REQUIRED WORK - All entries below must be reproduced without a single change.

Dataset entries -
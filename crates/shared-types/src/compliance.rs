//! Compliance verdict types for the six rating and regulatory schemes

use serde::{Deserialize, Serialize};

/// Status tier shared by every scheme
#[derive(Debug, Clone, Copy, PartialEq, Eq, Hash, Serialize, Deserialize)]
#[serde(rename_all = "kebab-case")]
pub enum ComplianceStatus {
    Compliant,
    Partial,
    NonCompliant,
}

impl ComplianceStatus {
    pub fn is_compliant(&self) -> bool {
        matches!(self, ComplianceStatus::Compliant)
    }

    pub fn as_str(&self) -> &'static str {
        match self {
            ComplianceStatus::Compliant => "compliant",
            ComplianceStatus::Partial => "partial",
            ComplianceStatus::NonCompliant => "non-compliant",
        }
    }
}

impl std::fmt::Display for ComplianceStatus {
    fn fmt(&self, f: &mut std::fmt::Formatter<'_>) -> std::fmt::Result {
        f.write_str(self.as_str())
    }
}

/// One checked rule
#[derive(Debug, Clone, PartialEq, Serialize, Deserialize)]
pub struct ComplianceRequirement {
    pub name: String,
    pub met: bool,
    #[serde(default, skip_serializing_if = "Option::is_none")]
    pub value: Option<f64>,
    #[serde(default, skip_serializing_if = "Option::is_none")]
    pub threshold: Option<f64>,
    #[serde(default, skip_serializing_if = "Option::is_none")]
    pub unit: Option<String>,
    /// Lifecycle stage label, e.g. "A1-A5" or "Module D"
    #[serde(default, skip_serializing_if = "Option::is_none")]
    pub stage: Option<String>,
    #[serde(default, skip_serializing_if = "Option::is_none")]
    pub recommendation: Option<String>,
}

impl ComplianceRequirement {
    /// A presence/documentation check with no measured value
    pub fn check(name: impl Into<String>, met: bool) -> Self {
        Self {
            name: name.into(),
            met,
            value: None,
            threshold: None,
            unit: None,
            stage: None,
            recommendation: None,
        }
    }

    /// A measured value compared against a threshold
    pub fn measured(
        name: impl Into<String>,
        met: bool,
        value: f64,
        threshold: f64,
        unit: &str,
    ) -> Self {
        Self {
            value: Some(value),
            threshold: Some(threshold),
            unit: Some(unit.to_string()),
            ..Self::check(name, met)
        }
    }

    pub fn with_stage(mut self, stage: &str) -> Self {
        self.stage = Some(stage.to_string());
        self
    }

    /// Attach advice, kept only when the requirement failed
    pub fn with_recommendation(mut self, recommendation: &str) -> Self {
        if !self.met {
            self.recommendation = Some(recommendation.to_string());
        }
        self
    }

    /// Value rounded to the nearest integer for display; comparisons use the
    /// unrounded value
    pub fn display_value(&self) -> Option<i64> {
        self.value.filter(|v| v.is_finite()).map(|v| v.round() as i64)
    }
}

/// Number of met requirements in a list
pub fn met_count(requirements: &[ComplianceRequirement]) -> usize {
    requirements.iter().filter(|r| r.met).count()
}

#[derive(Debug, Clone, PartialEq, Serialize, Deserialize)]
pub struct NccResult {
    pub compliant: bool,
    pub status: ComplianceStatus,
    pub requirements: Vec<ComplianceRequirement>,
}

#[derive(Debug, Clone, PartialEq, Serialize, Deserialize)]
#[serde(rename_all = "camelCase")]
pub struct GbcaResult {
    pub compliant: bool,
    pub status: ComplianceStatus,
    pub score: u32,
    pub max_score: u32,
    pub requirements: Vec<ComplianceRequirement>,
}

#[derive(Debug, Clone, PartialEq, Serialize, Deserialize)]
#[serde(rename_all = "camelCase")]
pub struct NabersResult {
    pub compliant: bool,
    pub status: ComplianceStatus,
    pub rating: u32,
    pub max_rating: u32,
    pub requirements: Vec<ComplianceRequirement>,
}

/// Per-stage intensity compared with its share of the benchmark
#[derive(Debug, Clone, Copy, PartialEq, Serialize, Deserialize)]
pub struct StageCheck {
    pub value: f64,
    pub threshold: f64,
    pub met: bool,
}

impl StageCheck {
    pub fn below(value: f64, threshold: f64) -> Self {
        Self {
            value,
            threshold,
            met: value < threshold,
        }
    }
}

#[derive(Debug, Clone, Copy, PartialEq, Serialize, Deserialize)]
#[serde(rename_all = "camelCase")]
pub struct En15978Stages {
    pub a1a5: StageCheck,
    pub b1b7: StageCheck,
    pub c1c4: StageCheck,
    pub whole_life: StageCheck,
}

#[derive(Debug, Clone, PartialEq, Serialize, Deserialize)]
pub struct En15978Result {
    pub compliant: bool,
    pub status: ComplianceStatus,
    pub stages: En15978Stages,
    pub requirements: Vec<ComplianceRequirement>,
}

#[derive(Debug, Clone, PartialEq, Serialize, Deserialize)]
pub struct ClimateActiveResult {
    pub compliant: bool,
    pub status: ComplianceStatus,
    pub requirements: Vec<ComplianceRequirement>,
}

/// Infrastructure Sustainability rating level
#[derive(Debug, Clone, Copy, PartialEq, Eq, Hash, Serialize, Deserialize)]
#[serde(rename_all = "kebab-case")]
pub enum IsRatingLevel {
    NotRated,
    Commended,
    Excellent,
    Leading,
}

impl IsRatingLevel {
    pub fn from_score(score: u32) -> Self {
        if score >= 80 {
            IsRatingLevel::Leading
        } else if score >= 60 {
            IsRatingLevel::Excellent
        } else if score >= 40 {
            IsRatingLevel::Commended
        } else {
            IsRatingLevel::NotRated
        }
    }

    pub fn label(&self) -> &'static str {
        match self {
            IsRatingLevel::NotRated => "Not Rated",
            IsRatingLevel::Commended => "Commended",
            IsRatingLevel::Excellent => "Excellent",
            IsRatingLevel::Leading => "Leading",
        }
    }
}

#[derive(Debug, Clone, PartialEq, Serialize, Deserialize)]
#[serde(rename_all = "camelCase")]
pub struct IsRatingResult {
    pub compliant: bool,
    pub status: ComplianceStatus,
    pub score: u32,
    pub level: IsRatingLevel,
    pub is_infrastructure: bool,
    pub requirements: Vec<ComplianceRequirement>,
}

/// Verdicts of all six schemes for one totals snapshot
#[derive(Debug, Clone, PartialEq, Serialize, Deserialize)]
#[serde(rename_all = "camelCase")]
pub struct ComplianceResult {
    pub ncc: NccResult,
    pub gbca: GbcaResult,
    pub nabers: NabersResult,
    pub en15978: En15978Result,
    pub climate_active: ClimateActiveResult,
    pub is_rating: IsRatingResult,
}

impl ComplianceResult {
    /// (scheme name, status) pairs in report order
    pub fn statuses(&self) -> [(&'static str, ComplianceStatus); 6] {
        [
            ("NCC 2024", self.ncc.status),
            ("Green Star", self.gbca.status),
            ("NABERS", self.nabers.status),
            ("EN 15978", self.en15978.status),
            ("Climate Active", self.climate_active.status),
            ("IS Rating", self.is_rating.status),
        ]
    }

    pub fn compliant_count(&self) -> usize {
        self.statuses().iter().filter(|(_, s)| s.is_compliant()).count()
    }
}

ANSWER TO THIS TASK -
filename crates/shared-types/src/compliance.rs
//! Compliance verdict types for the six rating and regulatory schemes

use serde::{Deserialize, Serialize};

/// Status tier shared by every scheme
#[derive(Debug, Clone, Copy, PartialEq, Eq, Hash, Serialize, Deserialize)]
#[serde(rename_all = "kebab-case")]
pub enum ComplianceStatus {
    Compliant,
    Partial,
    NonCompliant,
}

impl ComplianceStatus {
    pub fn is_compliant(&self) -> bool {
        matches!(self, ComplianceStatus::Compliant)
    }

    pub fn as_str(&self) -> &'static str {
        match self {
            ComplianceStatus::Compliant => "compliant",
            ComplianceStatus::Partial => "partial",
            ComplianceStatus::NonCompliant => "non-compliant",
        }
    }
}

impl std::fmt::Display for ComplianceStatus {
    fn fmt(&self, f: &mut std::fmt::Formatter<'_>) -> std::fmt::Result {
        f.write_str(self.as_str())
    }
}

/// One checked rule
#[derive(Debug, Clone, PartialEq, Serialize, Deserialize)]
pub struct ComplianceRequirement {
    pub name: String,
    pub met: bool,
    #[serde(default, skip_serializing_if = "Option::is_none")]
    pub value: Option<f64>,
    #[serde(default, skip_serializing_if = "Option::is_none")]
    pub threshold: Option<f64>,
    #[serde(default, skip_serializing_if = "Option::is_none")]
    pub unit: Option<String>,
    /// Lifecycle stage label, e.g. "A1-A5" or "Module D"
    #[serde(default, skip_serializing_if = "Option::is_none")]
    pub stage: Option<String>,
    #[serde(default, skip_serializing_if = "Option::is_none")]
    pub recommendation: Option<String>,
}

impl ComplianceRequirement {
    /// A presence/documentation check with no measured value
    pub fn check(name: impl Into<String>, met: bool) -> Self {
        Self {
            name: name.into(),
            met,
            value: None,
            threshold: None,
            unit: None,
            stage: None,
            recommendation: None,
        }
    }

    /// A measured value compared against a threshold
    pub fn measured(
        name: impl Into<String>,
        met: bool,
        value: f64,
        threshold: f64,
        unit: &str,
    ) -> Self {
        Self {
            value: Some(value),
            threshold: Some(threshold),
            unit: Some(unit.to_string()),
            ..Self::check(name, met)
        }
    }

    pub fn with_stage(mut self, stage: &str) -> Self {
        self.stage = Some(stage.to_string());
        self
    }

    /// Attach advice, kept only when the requirement failed
    pub fn with_recommendation(mut self, recommendation: &str) -> Self {
        if !self.met {
            self.recommendation = Some(recommendation.to_string());
        }
        self
    }

    /// Value rounded to the nearest integer for display; comparisons use the
    /// unrounded value
    pub fn display_value(&self) -> Option<i64> {
        self.value.filter(|v| v.is_finite()).map(|v| v.round() as i64)
    }
}

/// Number of met requirements in a list
pub fn met_count(requirements: &[ComplianceRequirement]) -> usize {
    requirements.iter().filter(|r| r.met).count()
}

#[derive(Debug, Clone, PartialEq, Serialize, Deserialize)]
pub struct NccResult {
    pub compliant: bool,
    pub status: ComplianceStatus,
    pub requirements: Vec<ComplianceRequirement>,
}

#[derive(Debug, Clone, PartialEq, Serialize, Deserialize)]
#[serde(rename_all = "camelCase")]
pub struct GbcaResult {
    pub compliant: bool,
    pub status: ComplianceStatus,
    pub score: u32,
    pub max_score: u32,
    pub requirements: Vec<ComplianceRequirement>,
}

#[derive(Debug, Clone, PartialEq, Serialize, Deserialize)]
#[serde(rename_all = "camelCase")]
pub struct NabersResult {
    pub compliant: bool,
    pub status: ComplianceStatus,
    pub rating: u32,
    pub max_rating: u32,
    pub requirements: Vec<ComplianceRequirement>,
}

/// Per-stage intensity compared with its share of the benchmark
#[derive(Debug, Clone, Copy, PartialEq, Serialize, Deserialize)]
pub struct StageCheck {
    pub value: f64,
    pub threshold: f64,
    pub met: bool,
}

impl StageCheck {
    pub fn below(value: f64, threshold: f64) -> Self {
        Self {
            value,
            threshold,
            met: value < threshold,
        }
    }
}

#[derive(Debug, Clone, Copy, PartialEq, Serialize, Deserialize)]
#[serde(rename_all = "camelCase")]
pub struct En15978Stages {
    pub a1a5: StageCheck,
    pub b1b7: StageCheck,
    pub c1c4: StageCheck,
    pub whole_life: StageCheck,
}

#[derive(Debug, Clone, PartialEq, Serialize, Deserialize)]
pub struct En15978Result {
    pub compliant: bool,
    pub status: ComplianceStatus,
    pub stages: En15978Stages,
    pub requirements: Vec<ComplianceRequirement>,
}

#[derive(Debug, Clone, PartialEq, Serialize, Deserialize)]
pub struct ClimateActiveResult {
    pub compliant: bool,
    pub status: ComplianceStatus,
    pub requirements: Vec<ComplianceRequirement>,
}

/// Infrastructure Sustainability rating level
#[derive(Debug, Clone, Copy, PartialEq, Eq, Hash, Serialize, Deserialize)]
#[serde(rename_all = "kebab-case")]
pub enum IsRatingLevel {
    NotRated,
    Commended,
    Excellent,
    Leading,
}

impl IsRatingLevel {
    pub fn from_score(score: u32) -> Self {
        if score >= 80 {
            IsRatingLevel::Leading
        } else if score >= 60 {
            IsRatingLevel::Excellent
        } else if score >= 40 {
            IsRatingLevel::Commended
        } else {
            IsRatingLevel::NotRated
        }
    }

    pub fn label(&self) -> &'static str {
        match self {
            IsRatingLevel::NotRated => "Not Rated",
            IsRatingLevel::Commended => "Commended",
            IsRatingLevel::Excellent => "Excellent",
            IsRatingLevel::Leading => "Leading",
        }
    }
}

#[derive(Debug, Clone, PartialEq, Serialize, Deserialize)]
#[serde(rename_all = "camelCase")]
pub struct IsRatingResult {
    pub compliant: bool,
    pub status: ComplianceStatus,
    pub score: u32,
    pub level: IsRatingLevel,
    pub is_infrastructure: bool,
    pub requirements: Vec<ComplianceRequirement>,
}

/// Verdicts of all six schemes for one totals snapshot
#[derive(Debug, Clone, PartialEq, Serialize, Deserialize)]
#[serde(rename_all = "camelCase")]
pub struct ComplianceResult {
    pub ncc: NccResult,
    pub gbca: GbcaResult,
    pub nabers: NabersResult,
    pub en15978: En15978Result,
    pub climate_active: ClimateActiveResult,
    pub is_rating: IsRatingResult,
}

impl ComplianceResult {
    /// (scheme name, status) pairs in report order
    pub fn statuses(&self) -> [(&'static str, ComplianceStatus); 6] {
        [
            ("NCC 2024", self.ncc.status),
            ("Green Star", self.gbca.status),
            ("NABERS", self.nabers.status),
            ("EN 15978", self.en15978.status),
            ("Climate Active", self.climate_active.status),
            ("IS Rating", self.is_rating.status),
        ]
    }

    pub fn compliant_count(&self) -> usize {
        self.statuses().iter().filter(|(_, s)| s.is_compliant()).count()
    }
}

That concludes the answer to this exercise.